Stealing a Motor Vehicle
Stealing a car is a serious crime that carries the potential of a long state prison sentence. A subsequent offense carries a mandatory minimum one-year jail sentence.
In order to convict a defendant of stealing a car, the Commonwealth must prove the following elements beyond a reasonable doubt:
- The defendant took the motor vehicle;
- The defendant did not own the motor vehicle or have any legal right to take it; and
- The defendant intended to permanently deprive the rightful owner of the motor vehicle.
- The Commonwealth is not obligated to prove the defendant took the vehicle for a long time or that he drove it a long distance – only that the defendant physically transferred the vehicle to his control for some period.
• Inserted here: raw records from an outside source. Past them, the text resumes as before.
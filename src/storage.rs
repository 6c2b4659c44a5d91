//! # Durable Storage
//!
//! Handle-based client for the sink's output store (HDFS in production
//! clusters).
//!
//! Data passed to [`DurableStorage::append`] may sit in client buffers until
//! [`DurableStorage::flush`] returns `Ok`; only then is it durable. The sink
//! relies on that contract to acknowledge records no earlier than the flush
//! that persisted them.
//!
//! Two implementations are provided:
//!
//! - [`LocalFsStorage`]: `tokio::fs` files, `sync_data` on every flush,
//!   optionally confined under a root directory.
//! - [`MemoryStorage`]: in-memory files that separate buffered from durable
//!   bytes, with fault injection and call counters for tests.

use crate::error::{Classify, FailureClass};
use async_trait::async_trait;
use std::collections::HashMap;
use std::fmt::{self, Debug};
use std::io;
use std::path::{Path, PathBuf};
use std::sync::atomic::{AtomicU64, Ordering};
use std::sync::{Arc, Mutex};
use thiserror::Error;
use tokio::fs::{self, File, OpenOptions};
use tokio::io::{AsyncWriteExt, BufWriter};
use tracing::debug;

/// Opaque handle to an open segment.
#[derive(Debug, Clone, Copy, PartialEq, Eq, Hash)]
pub struct SegmentHandle(u64);

impl fmt::Display for SegmentHandle {
  fn fmt(&self, f: &mut fmt::Formatter<'_>) -> fmt::Result {
    write!(f, "segment#{}", self.0)
  }
}

/// Errors reported by durable storage.
#[derive(Error, Debug, Clone)]
pub enum StorageError {
  /// The store cannot be reached right now.
  #[error("storage unavailable: {0}")]
  Unavailable(String),
  /// A file already exists at the path passed to `open`.
  #[error("segment already exists: {0}")]
  AlreadyExists(PathBuf),
  /// The handle does not refer to an open segment.
  #[error("unknown or closed handle: {0}")]
  InvalidHandle(SegmentHandle),
  /// Any other I/O failure.
  #[error("storage I/O error: {0}")]
  Io(String),
}

impl From<io::Error> for StorageError {
  fn from(err: io::Error) -> Self {
    match err.kind() {
      io::ErrorKind::AlreadyExists => StorageError::AlreadyExists(PathBuf::new()),
      _ => StorageError::Io(err.to_string()),
    }
  }
}

impl Classify for StorageError {
  fn class(&self) -> FailureClass {
    match self {
      StorageError::Unavailable(_) | StorageError::Io(_) => FailureClass::Transient,
      StorageError::AlreadyExists(_) | StorageError::InvalidHandle(_) => FailureClass::FatalTask,
    }
  }
}

/// Result type for storage operations.
pub type StorageResult<T> = Result<T, StorageError>;

/// Client for an append-only durable store.
#[async_trait]
pub trait DurableStorage: Send + Sync + Debug {
  /// Creates a new file at `path` and opens it for append.
  ///
  /// Fails with [`StorageError::AlreadyExists`] if the path is taken; a
  /// segment is never reopened.
  async fn open(&self, path: &Path) -> StorageResult<SegmentHandle>;

  /// Appends bytes to an open segment.
  async fn append(&self, handle: SegmentHandle, bytes: &[u8]) -> StorageResult<()>;

  /// Makes every byte appended so far durable.
  async fn flush(&self, handle: SegmentHandle) -> StorageResult<()>;

  /// Flushes and closes a segment. The handle is invalid afterwards.
  async fn close(&self, handle: SegmentHandle) -> StorageResult<()>;

  /// Releases a segment without flushing it, after a failure the caller
  /// has given up on. Bytes appended since the last flush may be lost.
  /// Unknown handles are ignored.
  async fn abandon(&self, handle: SegmentHandle);
}

type SharedWriter = Arc<tokio::sync::Mutex<BufWriter<File>>>;

/// Local filesystem storage.
///
/// Without a root, segment paths are used as given. With a root, absolute
/// segment paths are re-anchored below it, so `/data/storm/a.log` with root
/// `/tmp/out` is written to `/tmp/out/data/storm/a.log`.
///
/// Each segment has its own writer lock; the handle table is only locked to
/// look a writer up, so sinks writing different segments never wait on each
/// other's I/O.
#[derive(Debug, Default)]
pub struct LocalFsStorage {
  root: Option<PathBuf>,
  next_id: AtomicU64,
  open: tokio::sync::Mutex<HashMap<SegmentHandle, SharedWriter>>,
}

impl LocalFsStorage {
  /// Creates a local filesystem store.
  pub fn new() -> Self {
    Self::default()
  }

  /// Creates a store confined under `root`.
  pub fn with_root(root: impl Into<PathBuf>) -> Self {
    Self {
      root: Some(root.into()),
      ..Self::default()
    }
  }

  /// Where a segment path lands on disk.
  pub fn resolve(&self, path: &Path) -> PathBuf {
    match &self.root {
      Some(root) => {
        let relative: PathBuf = path
          .components()
          .filter(|c| matches!(c, std::path::Component::Normal(_)))
          .collect();
        root.join(relative)
      }
      None => path.to_path_buf(),
    }
  }

  /// Number of segments currently open.
  pub async fn open_segments(&self) -> usize {
    self.open.lock().await.len()
  }

  async fn writer(&self, handle: SegmentHandle) -> StorageResult<SharedWriter> {
    self
      .open
      .lock()
      .await
      .get(&handle)
      .cloned()
      .ok_or(StorageError::InvalidHandle(handle))
  }
}

#[async_trait]
impl DurableStorage for LocalFsStorage {
  async fn open(&self, path: &Path) -> StorageResult<SegmentHandle> {
    let path = self.resolve(path);
    let path = path.as_path();
    if let Some(parent) = path.parent() {
      fs::create_dir_all(parent).await?;
    }
    let file = OpenOptions::new()
      .write(true)
      .create_new(true)
      .open(path)
      .await
      .map_err(|e| match e.kind() {
        io::ErrorKind::AlreadyExists => StorageError::AlreadyExists(path.to_path_buf()),
        _ => StorageError::from(e),
      })?;
    let handle = SegmentHandle(self.next_id.fetch_add(1, Ordering::Relaxed));
    let writer = Arc::new(tokio::sync::Mutex::new(BufWriter::new(file)));
    self.open.lock().await.insert(handle, writer);
    Ok(handle)
  }

  async fn append(&self, handle: SegmentHandle, bytes: &[u8]) -> StorageResult<()> {
    let writer = self.writer(handle).await?;
    writer.lock().await.write_all(bytes).await?;
    Ok(())
  }

  async fn flush(&self, handle: SegmentHandle) -> StorageResult<()> {
    let writer = self.writer(handle).await?;
    let mut writer = writer.lock().await;
    writer.flush().await?;
    writer.get_ref().sync_data().await?;
    Ok(())
  }

  async fn close(&self, handle: SegmentHandle) -> StorageResult<()> {
    let writer = self.writer(handle).await?;
    {
      let mut writer = writer.lock().await;
      writer.flush().await?;
      writer.get_ref().sync_all().await?;
    }
    self.open.lock().await.remove(&handle);
    writer.lock().await.shutdown().await?;
    Ok(())
  }

  async fn abandon(&self, handle: SegmentHandle) {
    if self.open.lock().await.remove(&handle).is_some() {
      debug!(handle = %handle, "Abandoned segment");
    }
  }
}

/// Contents of an in-memory segment.
#[derive(Debug, Clone, Default, PartialEq, Eq)]
pub struct MemoryFile {
  /// Bytes made durable by a successful flush.
  pub durable: Vec<u8>,
  /// Bytes appended but not yet flushed.
  pub buffered: Vec<u8>,
  /// Whether the segment has been closed.
  pub closed: bool,
}

impl MemoryFile {
  /// Durable contents as UTF-8 text (lossy).
  pub fn durable_text(&self) -> String {
    String::from_utf8_lossy(&self.durable).into_owned()
  }
}

#[derive(Debug, Default)]
struct MemoryStorageState {
  files: HashMap<PathBuf, MemoryFile>,
  handles: HashMap<SegmentHandle, PathBuf>,
  next_id: u64,
  fail_flushes: u32,
  fail_appends: u32,
  flush_calls: u64,
  successful_flushes: u64,
  append_after_close: u64,
}

/// In-memory durable storage with fault injection.
///
/// Clones share the same files.
#[derive(Debug, Clone, Default)]
pub struct MemoryStorage {
  state: Arc<Mutex<MemoryStorageState>>,
}

impl MemoryStorage {
  /// Creates an empty store.
  pub fn new() -> Self {
    Self::default()
  }

  /// Makes the next `count` flush calls fail with `Unavailable`.
  pub fn fail_next_flushes(&self, count: u32) {
    if let Ok(mut state) = self.state.lock() {
      state.fail_flushes = count;
    }
  }

  /// Makes the next `count` append calls fail with `Unavailable`.
  pub fn fail_next_appends(&self, count: u32) {
    if let Ok(mut state) = self.state.lock() {
      state.fail_appends = count;
    }
  }

  /// Number of flush calls, failed ones included.
  pub fn flush_calls(&self) -> u64 {
    self.state.lock().map(|s| s.flush_calls).unwrap_or(0)
  }

  /// Number of flush calls that succeeded.
  pub fn successful_flushes(&self) -> u64 {
    self.state.lock().map(|s| s.successful_flushes).unwrap_or(0)
  }

  /// Number of segments currently open.
  pub fn open_segments(&self) -> usize {
    self.state.lock().map(|s| s.handles.len()).unwrap_or(0)
  }

  /// Appends attempted against closed segments (always rejected).
  pub fn appends_after_close(&self) -> u64 {
    self.state.lock().map(|s| s.append_after_close).unwrap_or(0)
  }

  /// Snapshot of a file.
  pub fn file(&self, path: &Path) -> Option<MemoryFile> {
    self
      .state
      .lock()
      .ok()
      .and_then(|s| s.files.get(path).cloned())
  }

  /// Snapshot of every file, sorted by path.
  pub fn files(&self) -> Vec<(PathBuf, MemoryFile)> {
    let mut files: Vec<_> = self
      .state
      .lock()
      .map(|s| s.files.iter().map(|(p, f)| (p.clone(), f.clone())).collect())
      .unwrap_or_default();
    files.sort_by(|a, b| a.0.cmp(&b.0));
    files
  }

  /// Every durable line across all files.
  pub fn durable_lines(&self) -> Vec<String> {
    self
      .files()
      .into_iter()
      .flat_map(|(_, f)| {
        f.durable_text()
          .lines()
          .map(str::to_string)
          .collect::<Vec<_>>()
      })
      .collect()
  }

  fn lock(&self) -> StorageResult<std::sync::MutexGuard<'_, MemoryStorageState>> {
    self
      .state
      .lock()
      .map_err(|e| StorageError::Io(e.to_string()))
  }
}

#[async_trait]
impl DurableStorage for MemoryStorage {
  async fn open(&self, path: &Path) -> StorageResult<SegmentHandle> {
    let mut state = self.lock()?;
    if state.files.contains_key(path) {
      return Err(StorageError::AlreadyExists(path.to_path_buf()));
    }
    state.files.insert(path.to_path_buf(), MemoryFile::default());
    let handle = SegmentHandle(state.next_id);
    state.next_id += 1;
    state.handles.insert(handle, path.to_path_buf());
    Ok(handle)
  }

  async fn append(&self, handle: SegmentHandle, bytes: &[u8]) -> StorageResult<()> {
    let mut state = self.lock()?;
    if state.fail_appends > 0 {
      state.fail_appends -= 1;
      return Err(StorageError::Unavailable("injected append failure".to_string()));
    }
    let Some(path) = state.handles.get(&handle).cloned() else {
      state.append_after_close += 1;
      return Err(StorageError::InvalidHandle(handle));
    };
    let file = state
      .files
      .get_mut(&path)
      .ok_or(StorageError::InvalidHandle(handle))?;
    file.buffered.extend_from_slice(bytes);
    Ok(())
  }

  async fn flush(&self, handle: SegmentHandle) -> StorageResult<()> {
    let mut state = self.lock()?;
    state.flush_calls += 1;
    if state.fail_flushes > 0 {
      state.fail_flushes -= 1;
      return Err(StorageError::Unavailable("injected flush failure".to_string()));
    }
    let path = state
      .handles
      .get(&handle)
      .cloned()
      .ok_or(StorageError::InvalidHandle(handle))?;
    let file = state
      .files
      .get_mut(&path)
      .ok_or(StorageError::InvalidHandle(handle))?;
    let buffered = std::mem::take(&mut file.buffered);
    file.durable.extend_from_slice(&buffered);
    state.successful_flushes += 1;
    Ok(())
  }

  async fn close(&self, handle: SegmentHandle) -> StorageResult<()> {
    let mut state = self.lock()?;
    let path = state
      .handles
      .remove(&handle)
      .ok_or(StorageError::InvalidHandle(handle))?;
    if let Some(file) = state.files.get_mut(&path) {
      let buffered = std::mem::take(&mut file.buffered);
      file.durable.extend_from_slice(&buffered);
      file.closed = true;
    }
    Ok(())
  }

  async fn abandon(&self, handle: SegmentHandle) {
    let Ok(mut state) = self.state.lock() else {
      return;
    };
    let Some(path) = state.handles.remove(&handle) else {
      return;
    };
    if let Some(file) = state.files.get_mut(&path) {
      file.buffered.clear();
      file.closed = true;
    }
  }
}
- The Commonwealth does not need to identify the true owner of the car at trial – only that the defendant is not the true owner. As a practical matter, in most cases the prosecutor will identify the owner (and probably call him to testify), but it is not an element of the crime.
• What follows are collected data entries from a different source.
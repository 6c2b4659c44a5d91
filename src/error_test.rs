//! # Error Handling Test Suite
//!
//! Failure classes of every component error and display of the
//! pipeline-level errors.

use crate::config::ConfigError;
use crate::error::{Classify, ComponentInfo, FailureClass, PipelineError, PipelineStage};
use crate::log_client::LogError;
use crate::offset::OffsetError;
use crate::record::PartitionId;
use crate::source::SourceError;

#[test]
fn test_failure_class_display() {
  assert_eq!(FailureClass::Transient.to_string(), "transient");
  assert_eq!(FailureClass::DataQuality.to_string(), "data-quality");
  assert_eq!(FailureClass::PermanentRecord.to_string(), "permanent-record");
  assert_eq!(FailureClass::FatalTask.to_string(), "fatal-task");
}

#[test]
fn test_component_info_display() {
  let info = ComponentInfo::new("hdfs-bolt", PipelineStage::Sink, 3);
  assert_eq!(info.to_string(), "hdfs-bolt[3]");
  assert_eq!(info.stage.to_string(), "sink");
  assert_eq!(PipelineStage::Source.to_string(), "source");
  assert_eq!(PipelineStage::Transform.to_string(), "transform");
}

#[test]
fn test_log_error_classes() {
  assert_eq!(
    LogError::Unavailable("leader election".into()).class(),
    FailureClass::Transient
  );
  assert_eq!(
    LogError::OffsetOutOfRange {
      partition: PartitionId(0),
      requested: 1,
      earliest: 5
    }
    .class(),
    FailureClass::Transient
  );
  assert_eq!(
    LogError::Corrupt {
      partition: PartitionId(1),
      offset: 9,
      reason: "crc".into()
    }
    .class(),
    FailureClass::PermanentRecord
  );
  assert_eq!(
    LogError::UnknownStream("nope".into()).class(),
    FailureClass::FatalTask
  );
}

#[test]
fn test_source_error_inherits_class() {
  let err = SourceError::from(LogError::Unavailable("down".into()));
  assert_eq!(err.class(), FailureClass::Transient);
  let err = SourceError::from(OffsetError::NotFound("/storm/word/t/0".into()));
  assert_eq!(err.class(), FailureClass::FatalTask);
}

#[test]
fn test_pipeline_error_display() {
  let err = PipelineError::TaskFailed {
    component: ComponentInfo::new("hdfs-bolt", PipelineStage::Sink, 0),
    restarts: 3,
    reason: "flush failed".into(),
  };
  assert_eq!(
    err.to_string(),
    "task hdfs-bolt[0] failed permanently after 3 restarts: flush failed"
  );
  assert_eq!(err.class(), FailureClass::FatalTask);

  let err = PipelineError::from(ConfigError::UnsupportedStorage("s3://x".into()));
  assert_eq!(
    err.to_string(),
    "invalid configuration: unsupported storage url: s3://x"
  );
  assert!(matches!(
    PipelineError::from(OffsetError::Lock("poisoned".into())),
    PipelineError::Offset(_)
  ));
}
//! # Operational Events
//!
//! Structured event reporting for operators: skipped records, data-quality
//! drops, partition outages, commits and lag, segment lifecycle, and task
//! restarts.
//!
//! Components receive an [`EventReporter`] at construction time instead of
//! reaching for a process-wide logger. [`TracingReporter`] forwards events to
//! `tracing`; [`MemoryReporter`] keeps them for inspection in tests.

use crate::error::ComponentInfo;
use crate::record::{PartitionId, RecordRef};
use std::fmt::Debug;
use std::path::PathBuf;
use std::sync::{Arc, Mutex};
use std::time::Duration;
use tracing::{debug, info, warn};

/// An operational event emitted by a pipeline component.
#[derive(Debug, Clone, PartialEq)]
pub enum PipelineEvent {
  /// A record exhausted its retry budget and was skipped.
  RecordSkipped {
    /// The skipped record.
    record: RecordRef,
    /// Failed attempts before giving up.
    attempts: u32,
    /// Last failure reason.
    reason: String,
  },
  /// A record was dropped by the transform stage.
  DataQuality {
    /// The dropped record.
    record: RecordRef,
    /// Why the payload was rejected.
    reason: String,
  },
  /// A partition could not be read and will be retried.
  PartitionUnavailable {
    /// Affected partition.
    partition: PartitionId,
    /// Delay before the next read attempt.
    retry_in: Duration,
    /// Error reported by the log client.
    reason: String,
  },
  /// A previously unavailable partition is readable again.
  PartitionRecovered {
    /// Recovered partition.
    partition: PartitionId,
  },
  /// A committed offset was persisted.
  OffsetCommitted {
    /// Partition the offset belongs to.
    partition: PartitionId,
    /// New committed offset.
    offset: u64,
  },
  /// Consumer lag for a partition.
  Lag {
    /// Partition measured.
    partition: PartitionId,
    /// Latest offset available in the log.
    latest: u64,
    /// Committed offset, if any.
    committed: Option<u64>,
    /// Records between the committed and latest offsets.
    lag: u64,
  },
  /// A sink task opened a new output segment.
  SegmentOpened {
    /// Owning sink task.
    component: ComponentInfo,
    /// Segment path.
    path: PathBuf,
  },
  /// A sink task closed a segment.
  SegmentRotated {
    /// Owning sink task.
    component: ComponentInfo,
    /// Closed segment path.
    path: PathBuf,
    /// Records written to the segment.
    records: u64,
    /// Bytes written to the segment.
    bytes: u64,
  },
  /// A storage operation failed and will be retried.
  StorageRetry {
    /// Sink task performing the operation.
    component: ComponentInfo,
    /// Retry attempt number (1-based).
    attempt: u32,
    /// Error reported by storage.
    reason: String,
  },
  /// A task instance failed and was restarted.
  TaskRestarted {
    /// Restarted task.
    component: ComponentInfo,
    /// Restarts so far, including this one.
    restarts: u32,
    /// Failure that caused the restart.
    reason: String,
  },
}

/// Receives operational events.
pub trait EventReporter: Send + Sync + Debug {
  /// Reports a single event.
  fn report(&self, event: PipelineEvent);
}

/// Shared handle to an event reporter.
pub type SharedReporter = Arc<dyn EventReporter>;

/// Reporter that turns events into `tracing` log lines.
#[derive(Debug, Clone, Default)]
pub struct TracingReporter;

impl TracingReporter {
  /// Creates a tracing reporter.
  pub fn new() -> Self {
    Self
  }

  /// Returns this reporter as a shared handle.
  pub fn shared() -> SharedReporter {
    Arc::new(Self)
  }
}

impl EventReporter for TracingReporter {
  fn report(&self, event: PipelineEvent) {
    match event {
      PipelineEvent::RecordSkipped {
        record,
        attempts,
        reason,
      } => warn!(
        record = %record,
        attempts,
        reason = %reason,
        "Record skipped after exhausting retries"
      ),
      PipelineEvent::DataQuality { record, reason } => {
        warn!(record = %record, reason = %reason, "Dropped malformed record")
      }
      PipelineEvent::PartitionUnavailable {
        partition,
        retry_in,
        reason,
      } => warn!(
        partition = %partition,
        retry_in_ms = retry_in.as_millis() as u64,
        reason = %reason,
        "Partition unavailable"
      ),
      PipelineEvent::PartitionRecovered { partition } => {
        info!(partition = %partition, "Partition recovered")
      }
      PipelineEvent::OffsetCommitted { partition, offset } => {
        debug!(partition = %partition, offset, "Committed offset")
      }
      PipelineEvent::Lag {
        partition,
        latest,
        committed,
        lag,
      } => debug!(
        partition = %partition,
        latest,
        committed = ?committed,
        lag,
        "Consumer lag"
      ),
      PipelineEvent::SegmentOpened { component, path } => {
        info!(component = %component, path = %path.display(), "Opened segment")
      }
      PipelineEvent::SegmentRotated {
        component,
        path,
        records,
        bytes,
      } => info!(
        component = %component,
        path = %path.display(),
        records,
        bytes,
        "Rotated segment"
      ),
      PipelineEvent::StorageRetry {
        component,
        attempt,
        reason,
      } => warn!(
        component = %component,
        attempt,
        reason = %reason,
        "Storage operation failed, retrying"
      ),
      PipelineEvent::TaskRestarted {
        component,
        restarts,
        reason,
      } => warn!(
        component = %component,
        restarts,
        reason = %reason,
        "Restarted failed task"
      ),
    }
  }
}

/// Reporter that records events in memory.
#[derive(Debug, Clone, Default)]
pub struct MemoryReporter {
  events: Arc<Mutex<Vec<PipelineEvent>>>,
}

impl MemoryReporter {
  /// Creates an empty memory reporter.
  pub fn new() -> Self {
    Self::default()
  }

  /// Returns a copy of all events reported so far.
  pub fn events(&self) -> Vec<PipelineEvent> {
    self
      .events
      .lock()
      .map(|events| events.clone())
      .unwrap_or_default()
  }

  /// Counts the events matching a predicate.
  pub fn count(&self, predicate: impl Fn(&PipelineEvent) -> bool) -> usize {
    self.events().iter().filter(|e| predicate(e)).count()
  }
}

impl EventReporter for MemoryReporter {
  fn report(&self, event: PipelineEvent) {
    if let Ok(mut events) = self.events.lock() {
      events.push(event);
    }
  }
}
//! # Pipeline Definition Test Suite
//!
//! Builder wiring, task caps, and validation of the serializable topology
//! definition.

use crate::config::{DeployMode, RelayConfig, SinkConfig};
use crate::error::{PipelineError, PipelineStage};
use crate::events::MemoryReporter;
use crate::log_client::MemoryLog;
use crate::offset::InMemoryOffsetStore;
use crate::pipeline::{
  InputSpec, Pipeline, PipelineBuilder, SinkStage, SourceStage, TopologyDefinition, TransformStage,
};
use crate::routing::Grouping;
use crate::storage::MemoryStorage;
use crate::transform::UpperCaseTransform;
use std::sync::Arc;
use std::time::Duration;

fn reference_pipeline() -> Pipeline {
  PipelineBuilder::new("KafkaToStormToHDFSTopology")
    .source(
      SourceStage::new(
        "kafka-reader",
        Arc::new(MemoryLog::new()),
        Arc::new(InMemoryOffsetStore::new()),
      )
      .with_parallelism(5, 5),
    )
    .transform(
      TransformStage::new("to-upper", Arc::new(UpperCaseTransform::new())).with_parallelism(2, 4),
    )
    .sink(SinkStage::new("hdfs-bolt", Arc::new(MemoryStorage::new())).with_parallelism(2, 4))
}

fn invalid_reason(definition: &TopologyDefinition) -> String {
  match definition.validate() {
    Err(PipelineError::InvalidDefinition(reason)) => reason,
    other => panic!("expected InvalidDefinition, got {other:?}"),
  }
}

#[test]
fn test_definition_wires_stages() {
  let definition = reference_pipeline().with_workers(2).definition();
  definition.validate().unwrap();
  assert_eq!(definition.name, "KafkaToStormToHDFSTopology");
  assert_eq!(definition.workers, 2);

  let ids: Vec<&str> = definition.components.iter().map(|c| c.id.as_str()).collect();
  assert_eq!(ids, ["kafka-reader", "to-upper", "hdfs-bolt"]);

  let transform = &definition.components[1];
  assert_eq!((transform.parallelism, transform.tasks), (2, 4));
  assert_eq!(
    transform.input,
    Some(InputSpec {
      from: "kafka-reader".to_string(),
      grouping: Grouping::Shuffle,
      fields: Vec::new(),
    })
  );
  let sink = &definition.components[2];
  let input = sink.input.as_ref().unwrap();
  assert_eq!(input.grouping, Grouping::Fields);
  assert_eq!(input.fields, vec!["line".to_string()]);
  assert_eq!(sink.config["sync_every"], 1000);
}

#[test]
fn test_definition_json_shape() {
  let definition = reference_pipeline().definition();
  let json = serde_json::to_value(&definition).unwrap();
  assert_eq!(json["message_timeout"], 30_000);
  assert_eq!(json["components"][0]["stage"], "source");
  assert!(json["components"][1]["input"].get("fields").is_none());

  let parsed: TopologyDefinition = serde_json::from_value(json).unwrap();
  assert_eq!(parsed, definition);
}

#[test]
fn test_effective_tasks_respects_cap() {
  let pipeline = reference_pipeline();
  assert_eq!(pipeline.effective_tasks(PipelineStage::Source), 5);

  let capped = pipeline.with_max_task_parallelism(3);
  assert_eq!(capped.effective_tasks(PipelineStage::Source), 3);
  assert_eq!(capped.effective_tasks(PipelineStage::Transform), 3);
  assert_eq!(capped.effective_tasks(PipelineStage::Sink), 3);
  assert_eq!(capped.definition().max_task_parallelism, Some(3));
}

#[test]
fn test_validate_rejects_broken_definitions() {
  let valid = reference_pipeline().definition();

  let mut definition = valid.clone();
  definition.name = "  ".to_string();
  assert!(invalid_reason(&definition).contains("name"));

  let mut definition = valid.clone();
  definition.workers = 0;
  assert!(invalid_reason(&definition).contains("workers"));

  let mut definition = valid.clone();
  definition.components[2].id = "to-upper".to_string();
  assert!(invalid_reason(&definition).contains("duplicate"));

  let mut definition = valid.clone();
  definition.components[1].tasks = 0;
  assert!(invalid_reason(&definition).contains("no tasks"));

  let mut definition = valid.clone();
  definition.components[2].input.as_mut().unwrap().from = "nowhere".to_string();
  assert!(invalid_reason(&definition).contains("unknown component"));

  let mut definition = valid.clone();
  definition.components[2].input.as_mut().unwrap().fields.clear();
  assert!(invalid_reason(&definition).contains("no fields"));

  let mut definition = valid.clone();
  definition.components.remove(0);
  definition.components[0].input = None;
  assert!(invalid_reason(&definition).contains("no input"));

  let mut definition = valid.clone();
  definition.max_task_parallelism = Some(0);
  assert!(invalid_reason(&definition).contains("parallelism"));

  let mut definition = valid;
  assert_eq!(definition.components[2].config["sync_interval"], 10_000);
  definition.message_timeout = Duration::from_secs(10);
  assert!(invalid_reason(&definition).contains("sync interval"));
}

#[test]
fn test_build_from_config() {
  let config = RelayConfig::default()
    .with_sink(SinkConfig {
      fs_url: "memory://".to_string(),
      ..SinkConfig::default()
    })
    .with_deploy(DeployMode::Local {
      run_for: Duration::from_secs(1),
      max_task_parallelism: 3,
    });
  let pipeline = config
    .build_pipeline(
      Arc::new(MemoryLog::new()),
      Arc::new(MemoryStorage::new()),
      Arc::new(MemoryReporter::new()),
    )
    .unwrap();
  assert_eq!(pipeline.name(), "KafkaToStormToHDFSTopology");
  assert_eq!(pipeline.effective_tasks(PipelineStage::Source), 3);

  let definition = pipeline.definition();
  assert_eq!(definition.components[0].config["stream"], "basis_common");
  assert_eq!(definition.components[0].config["start_from_beginning"], true);
  assert_eq!(definition.components[2].config["fs_url"], "memory://");
  assert_eq!(definition.components[2].config["path"], "/data/storm/");
}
- Claim of right – If the defendant honestly (but mistakenly) believed he had the legal right to take the car, he lacked the intent to steal, which is an element of the crime. Therefore, if the defendant believed he was borrowing a car with the blessing of the owner, but the owner did not remember giving permission to the defendant to take the car, the defendant would not be guilty.
- Identity – Unless the police stop a stolen car and find the defendant sitting in the driver’s seat, it may be difficult to prove the defendant was the person who stole it. These cases are often circumstantial and the Commonwealth might rely on physical evidence to establish the defendant was the thief. If the Commonwealth is depending on fingerprints or DNA evidence to prove the defendant stole the car, there may be innocent reasons why the defendant’s biological material was present in the car.
- Third-party culprit – What if the defendant bought the car from the thief not knowing the car was stolen? If the defendant did not know that the car was stolen from the true owner, he cannot be convicted of stealing the car (both because he was not the thief, and because he lacked the criminal intent). If, on the other hand, the defendant knowingly took possession of a stolen car, even if he didn’t steal it himself, he will be guilty of the related crime of receiving a stolen motor vehicle.
In addition to the criminal penalties associated with the conviction for stealing a car, the court is required to notify the Registry of Motor Vehicles of a conviction. The Registry of Motor Vehicles is then obligated to suspend the defendant’s driver’s license for one year from the date of the conviction. The Registry is not supposed to return the defendant’s license until the entire one-year suspension has been served. As always, the collateral consequences of a conviction may be as burdensome for a defendant as the punishment in the criminal case.